基于网络药理学结合细胞和分子实验探究地榆皂苷Ⅱ抗鼻咽癌的潜在靶点和作用机制

Potential targets and mechanism of Ziyuglycoside Ⅱ against nasopharyngeal carcinoma based on network pharmacology combined with cell and molecular experiments

目的:采用网络药理学的方法分析预测出地榆皂苷Ⅱ(ZiyuglycosideⅡ)治疗鼻咽癌(NPC)的相关作用靶点及通路,并通过实验进行验证。方法:通过Pubchem、Swiss Target Prediction、GeneCards等数据库查询获得地榆皂苷Ⅱ治疗鼻咽癌的相关作用靶点,并运用David数据库对靶点进行基因本体(GO)功能富集分析和京都基因与基因组百科全书(KEGG)通路富集分析,最后构建出"药物—靶点—疾病—通路"关系网络模型图。通过CCK-8细胞毒性实验探究地榆皂苷Ⅱ对鼻咽癌5-8F细胞增殖的影响。通过蛋白质印迹法(Western blotting)对预测出的靶点及其涉及到的信号通路进行验证。结果:网络药理学结果预测显示,地榆皂苷Ⅱ治疗鼻咽癌的潜在靶点有38个,GO功能注释和KEGG通路富集显示其机制可能与调控癌症信号通路(pathway in cancer)、磷脂酰肌醇-3激酶(PI3K)/蛋白激酶B(AKT)信号通路、癌症蛋白聚糖通路(proteoglycans in cancer)、叉头转录因子O亚族(FOXO)信号通路等有关。实验结果显示,地榆皂苷Ⅱ对鼻咽癌5-8F细胞的增殖有明显的抑制作用,地榆皂苷Ⅱ可明显下调AKT蛋白和PI3K蛋白水平(P<0.05)。

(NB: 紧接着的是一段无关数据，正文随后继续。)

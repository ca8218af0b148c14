//! Transport statistics.

use std::time::Duration;

/// Counters kept by the transport; snapshot via `ClientTransport::stats`.
#[derive(Debug, Clone, Default)]
pub struct TransportStats {
    pub packets_sent: u64,
    pub packets_received: u64,
    pub bytes_sent: u64,
    pub bytes_received: u64,
    /// Datagrams or packets dropped before frame processing (no keys,
    /// parse failure, failed decrypt, pinned-cid mismatch).
    pub packets_dropped: u64,
    /// Whether both address families actually raced.
    pub happy_eyeballs_raced: bool,
    /// Secondary socket bind failures (connection continued on primary).
    pub secondary_bind_failures: u32,
    /// Time from `start` until the 1-RTT keys were derived.
    pub handshake_duration: Option<Duration>,
}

结论:地榆皂苷Ⅱ可有效抑制鼻咽癌5-8F细胞的增殖,其抗鼻咽癌机制可能与抑制PI3K/AKT信号通路活性有关。

Objective:To analyze and predict the target and pathway of Ziyuglucoside II in the treatment of nasopharyngeal carcinoma(NPC) by network pharmacology,and verified by experiments.Methods:The related targets of Ziyuglycoside II in the treatment of NPC were obtained by searching PubChem,Swiss target prediction,genecards and other databases,and the gene ontology(GO) function enrichment analysis and Kyoto Encyclopedia of genes and genomes(KEGG) pathway enrichment analysis were carried out by using David database,Finally,the network model of "drug targets disease pathway" is constructed.CCK-8 test was used to explore the inhibitory effect of Ziyuglycoside II on the proliferation of NPC 5-8F cells.Western blotting was used to detect the protein expressions of the predicted targets and related signaling pathways.Results:According to the results of network pharmacology,there are 38 potential targets of Ziyuglycoside II in the treatment of NPC.GO functional annotation and KEGG pathway showed it might be related to the regulation of the signaling pathway in cancer,phosphatidylinositol-3-kinases(PI3 K)/protein kinase B(Akt) signaling pathway,proteoglycans in cancer pathway,forkhead transcription factor of the O class(FOXO) signaling pathway and so on.Ziyuglycoside II significantly inhibited the proliferation of NPC 5-8 F cells and down-regulated the protein expressions of Akt and PI3 K(P<0.05).Conclusion:Ziyuglycoside II can effectively inhibit the proliferation of NPC 5-8 F cells and its anti NPC mechanism may be related to the inhibition of PI3 K/Akt signal pathway activity.